▶ [The task]: Which lines of the data below contain "unfolded"? Please show them all.

Source records:

- - -

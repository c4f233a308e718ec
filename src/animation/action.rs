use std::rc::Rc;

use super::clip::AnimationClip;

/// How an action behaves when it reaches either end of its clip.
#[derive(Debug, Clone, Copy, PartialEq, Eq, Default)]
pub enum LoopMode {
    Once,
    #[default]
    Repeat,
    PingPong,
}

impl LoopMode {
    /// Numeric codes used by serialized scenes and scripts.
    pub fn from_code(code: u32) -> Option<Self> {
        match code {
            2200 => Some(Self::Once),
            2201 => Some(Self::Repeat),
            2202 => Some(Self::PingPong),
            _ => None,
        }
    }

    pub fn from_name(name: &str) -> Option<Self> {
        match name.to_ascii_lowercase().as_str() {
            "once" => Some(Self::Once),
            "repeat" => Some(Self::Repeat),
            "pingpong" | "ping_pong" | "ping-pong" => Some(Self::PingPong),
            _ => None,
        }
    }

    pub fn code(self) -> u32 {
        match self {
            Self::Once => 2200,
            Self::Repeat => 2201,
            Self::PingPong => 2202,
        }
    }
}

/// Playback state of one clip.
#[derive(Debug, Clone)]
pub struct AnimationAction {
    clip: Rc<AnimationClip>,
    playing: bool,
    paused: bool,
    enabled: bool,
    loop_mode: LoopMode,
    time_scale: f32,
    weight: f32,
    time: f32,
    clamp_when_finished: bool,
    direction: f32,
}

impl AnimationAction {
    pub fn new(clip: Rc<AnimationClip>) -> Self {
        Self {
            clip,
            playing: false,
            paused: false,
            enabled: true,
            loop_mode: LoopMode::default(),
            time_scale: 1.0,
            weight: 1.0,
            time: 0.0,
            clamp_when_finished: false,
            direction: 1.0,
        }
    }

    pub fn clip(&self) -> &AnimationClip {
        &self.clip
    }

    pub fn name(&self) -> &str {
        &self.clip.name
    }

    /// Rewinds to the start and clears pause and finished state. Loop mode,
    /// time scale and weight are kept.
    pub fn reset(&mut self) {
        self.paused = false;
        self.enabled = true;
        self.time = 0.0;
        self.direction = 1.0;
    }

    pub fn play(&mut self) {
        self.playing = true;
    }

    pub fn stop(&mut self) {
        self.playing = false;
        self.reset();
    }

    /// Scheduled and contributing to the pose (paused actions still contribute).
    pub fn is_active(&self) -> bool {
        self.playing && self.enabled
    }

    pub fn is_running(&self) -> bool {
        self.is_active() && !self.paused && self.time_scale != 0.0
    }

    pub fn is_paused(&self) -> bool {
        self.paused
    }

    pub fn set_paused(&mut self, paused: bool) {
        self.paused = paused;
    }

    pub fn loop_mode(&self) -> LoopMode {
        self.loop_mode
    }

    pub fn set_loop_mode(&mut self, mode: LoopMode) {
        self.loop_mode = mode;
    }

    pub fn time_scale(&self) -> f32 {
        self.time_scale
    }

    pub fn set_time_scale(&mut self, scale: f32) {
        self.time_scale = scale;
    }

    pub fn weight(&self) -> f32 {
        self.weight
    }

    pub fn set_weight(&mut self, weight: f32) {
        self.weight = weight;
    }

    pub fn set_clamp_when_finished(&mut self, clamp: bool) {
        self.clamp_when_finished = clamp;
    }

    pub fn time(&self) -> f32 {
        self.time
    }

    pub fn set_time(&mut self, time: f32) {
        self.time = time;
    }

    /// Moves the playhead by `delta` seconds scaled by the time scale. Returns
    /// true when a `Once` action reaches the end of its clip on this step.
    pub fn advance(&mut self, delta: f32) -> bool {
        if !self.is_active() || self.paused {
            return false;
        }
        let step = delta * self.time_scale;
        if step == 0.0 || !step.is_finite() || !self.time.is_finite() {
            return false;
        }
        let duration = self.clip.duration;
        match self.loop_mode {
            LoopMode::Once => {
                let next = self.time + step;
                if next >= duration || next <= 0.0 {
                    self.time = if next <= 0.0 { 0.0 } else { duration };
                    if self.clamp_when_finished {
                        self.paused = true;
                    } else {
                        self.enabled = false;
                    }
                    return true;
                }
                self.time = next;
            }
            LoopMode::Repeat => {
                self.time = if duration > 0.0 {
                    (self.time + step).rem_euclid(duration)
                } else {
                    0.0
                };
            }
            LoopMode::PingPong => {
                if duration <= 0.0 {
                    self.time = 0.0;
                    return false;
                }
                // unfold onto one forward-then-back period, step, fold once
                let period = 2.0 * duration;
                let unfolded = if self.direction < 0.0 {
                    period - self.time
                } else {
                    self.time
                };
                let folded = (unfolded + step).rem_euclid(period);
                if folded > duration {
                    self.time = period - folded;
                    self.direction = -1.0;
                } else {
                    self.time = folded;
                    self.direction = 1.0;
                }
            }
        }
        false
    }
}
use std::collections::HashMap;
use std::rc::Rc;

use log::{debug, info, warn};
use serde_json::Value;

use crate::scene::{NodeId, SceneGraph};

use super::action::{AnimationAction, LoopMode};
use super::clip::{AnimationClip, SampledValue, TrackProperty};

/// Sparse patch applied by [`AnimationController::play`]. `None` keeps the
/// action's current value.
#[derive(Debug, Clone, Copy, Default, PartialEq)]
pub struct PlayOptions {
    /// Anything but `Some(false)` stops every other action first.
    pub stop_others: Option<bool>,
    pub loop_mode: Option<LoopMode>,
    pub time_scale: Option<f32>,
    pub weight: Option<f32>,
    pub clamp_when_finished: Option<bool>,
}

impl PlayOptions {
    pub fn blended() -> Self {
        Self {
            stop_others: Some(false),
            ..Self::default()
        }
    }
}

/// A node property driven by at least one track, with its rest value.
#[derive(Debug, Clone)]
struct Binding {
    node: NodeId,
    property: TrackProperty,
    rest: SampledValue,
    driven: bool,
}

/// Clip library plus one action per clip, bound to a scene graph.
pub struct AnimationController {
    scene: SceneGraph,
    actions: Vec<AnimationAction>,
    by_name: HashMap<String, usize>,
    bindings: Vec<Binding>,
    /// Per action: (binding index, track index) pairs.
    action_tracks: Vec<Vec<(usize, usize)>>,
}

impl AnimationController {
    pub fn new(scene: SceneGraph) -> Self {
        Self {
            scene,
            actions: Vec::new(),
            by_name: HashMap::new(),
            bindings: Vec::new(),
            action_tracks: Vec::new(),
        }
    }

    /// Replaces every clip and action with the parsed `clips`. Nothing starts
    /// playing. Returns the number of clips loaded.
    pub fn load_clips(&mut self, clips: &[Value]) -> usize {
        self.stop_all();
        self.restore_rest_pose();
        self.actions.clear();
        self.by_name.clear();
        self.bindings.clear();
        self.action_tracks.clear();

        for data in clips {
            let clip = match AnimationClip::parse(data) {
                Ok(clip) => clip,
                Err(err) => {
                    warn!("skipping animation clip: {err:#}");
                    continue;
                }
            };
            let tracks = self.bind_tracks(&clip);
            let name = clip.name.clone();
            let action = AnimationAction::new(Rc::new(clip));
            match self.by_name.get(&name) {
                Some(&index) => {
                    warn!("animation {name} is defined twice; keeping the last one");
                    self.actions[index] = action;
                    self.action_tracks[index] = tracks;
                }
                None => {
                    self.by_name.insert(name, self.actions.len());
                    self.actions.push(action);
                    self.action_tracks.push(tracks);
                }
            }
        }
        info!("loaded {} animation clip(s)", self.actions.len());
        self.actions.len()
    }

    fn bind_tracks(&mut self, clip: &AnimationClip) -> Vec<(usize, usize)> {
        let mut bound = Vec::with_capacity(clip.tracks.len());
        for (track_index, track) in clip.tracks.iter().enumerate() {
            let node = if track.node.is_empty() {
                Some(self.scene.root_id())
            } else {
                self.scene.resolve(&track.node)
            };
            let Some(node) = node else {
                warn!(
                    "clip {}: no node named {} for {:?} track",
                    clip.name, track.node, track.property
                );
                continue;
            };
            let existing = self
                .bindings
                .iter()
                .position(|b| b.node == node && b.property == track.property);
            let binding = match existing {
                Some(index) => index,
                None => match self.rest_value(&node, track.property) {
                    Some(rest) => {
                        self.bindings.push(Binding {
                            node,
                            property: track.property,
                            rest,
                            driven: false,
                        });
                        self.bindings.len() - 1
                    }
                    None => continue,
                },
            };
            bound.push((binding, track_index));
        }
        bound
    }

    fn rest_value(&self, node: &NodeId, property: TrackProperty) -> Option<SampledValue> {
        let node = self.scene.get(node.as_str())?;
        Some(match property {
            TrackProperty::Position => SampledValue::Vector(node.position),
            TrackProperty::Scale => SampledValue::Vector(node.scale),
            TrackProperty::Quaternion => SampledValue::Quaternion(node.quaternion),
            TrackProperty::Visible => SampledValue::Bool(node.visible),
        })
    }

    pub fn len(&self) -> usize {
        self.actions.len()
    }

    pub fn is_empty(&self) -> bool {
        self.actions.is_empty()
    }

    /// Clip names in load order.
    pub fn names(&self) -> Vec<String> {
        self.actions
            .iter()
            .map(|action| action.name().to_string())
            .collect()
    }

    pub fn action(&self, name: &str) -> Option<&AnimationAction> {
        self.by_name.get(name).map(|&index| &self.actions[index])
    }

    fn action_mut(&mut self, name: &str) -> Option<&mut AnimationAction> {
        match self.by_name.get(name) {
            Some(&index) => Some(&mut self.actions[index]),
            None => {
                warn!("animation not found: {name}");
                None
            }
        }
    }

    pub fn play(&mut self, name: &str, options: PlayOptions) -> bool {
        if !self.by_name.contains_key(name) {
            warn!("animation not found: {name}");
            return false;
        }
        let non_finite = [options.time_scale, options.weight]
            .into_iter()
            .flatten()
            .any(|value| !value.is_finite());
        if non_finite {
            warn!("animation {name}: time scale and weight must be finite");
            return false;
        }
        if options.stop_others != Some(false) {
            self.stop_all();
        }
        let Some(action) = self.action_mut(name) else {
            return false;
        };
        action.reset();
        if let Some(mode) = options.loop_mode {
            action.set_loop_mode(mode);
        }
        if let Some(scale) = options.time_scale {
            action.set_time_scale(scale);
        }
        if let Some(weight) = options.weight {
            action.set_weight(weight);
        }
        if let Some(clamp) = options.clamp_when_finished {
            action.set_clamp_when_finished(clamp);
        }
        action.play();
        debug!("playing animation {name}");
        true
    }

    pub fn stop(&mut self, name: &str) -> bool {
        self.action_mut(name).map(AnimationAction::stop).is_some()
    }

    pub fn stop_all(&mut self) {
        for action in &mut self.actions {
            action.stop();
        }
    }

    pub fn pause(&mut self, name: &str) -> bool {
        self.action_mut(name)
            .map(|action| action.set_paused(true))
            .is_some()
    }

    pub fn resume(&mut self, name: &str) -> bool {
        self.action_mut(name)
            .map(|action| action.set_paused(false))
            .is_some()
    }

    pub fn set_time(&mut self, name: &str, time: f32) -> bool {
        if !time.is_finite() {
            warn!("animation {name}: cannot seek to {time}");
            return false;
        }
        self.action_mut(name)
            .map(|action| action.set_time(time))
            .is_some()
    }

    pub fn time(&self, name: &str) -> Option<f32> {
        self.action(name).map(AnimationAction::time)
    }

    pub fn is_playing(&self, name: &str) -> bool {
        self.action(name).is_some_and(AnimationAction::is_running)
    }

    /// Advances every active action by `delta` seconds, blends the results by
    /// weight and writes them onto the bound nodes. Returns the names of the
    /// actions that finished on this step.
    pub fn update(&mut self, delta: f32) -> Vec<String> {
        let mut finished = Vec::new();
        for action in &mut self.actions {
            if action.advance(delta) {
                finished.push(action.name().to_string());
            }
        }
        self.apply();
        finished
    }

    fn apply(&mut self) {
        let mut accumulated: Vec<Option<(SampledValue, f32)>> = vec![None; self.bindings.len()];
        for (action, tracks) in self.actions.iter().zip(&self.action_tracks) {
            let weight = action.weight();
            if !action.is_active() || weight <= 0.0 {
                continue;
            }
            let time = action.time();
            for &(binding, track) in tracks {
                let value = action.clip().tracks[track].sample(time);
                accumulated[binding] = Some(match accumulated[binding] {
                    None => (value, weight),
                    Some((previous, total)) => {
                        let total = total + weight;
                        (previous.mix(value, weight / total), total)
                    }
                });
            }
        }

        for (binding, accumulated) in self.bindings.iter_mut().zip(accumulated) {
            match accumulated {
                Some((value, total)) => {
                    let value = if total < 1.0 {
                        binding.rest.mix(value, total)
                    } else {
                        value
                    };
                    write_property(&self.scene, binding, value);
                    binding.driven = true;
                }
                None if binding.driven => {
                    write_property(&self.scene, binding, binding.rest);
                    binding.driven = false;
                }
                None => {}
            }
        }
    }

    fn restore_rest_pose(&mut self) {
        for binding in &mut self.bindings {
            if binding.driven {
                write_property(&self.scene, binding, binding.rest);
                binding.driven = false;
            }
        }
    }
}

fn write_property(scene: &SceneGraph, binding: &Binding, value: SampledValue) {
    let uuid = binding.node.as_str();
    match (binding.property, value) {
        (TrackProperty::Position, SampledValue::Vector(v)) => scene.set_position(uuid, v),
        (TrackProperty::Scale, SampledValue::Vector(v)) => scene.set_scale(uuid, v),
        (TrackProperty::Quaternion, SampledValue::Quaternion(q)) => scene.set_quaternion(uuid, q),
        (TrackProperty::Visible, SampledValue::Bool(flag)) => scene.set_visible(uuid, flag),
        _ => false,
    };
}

- - -

▶ [Answer to this exercise]:
                let unfolded = if self.direction < 0.0 {
                let folded = (unfolded + step).rem_euclid(period);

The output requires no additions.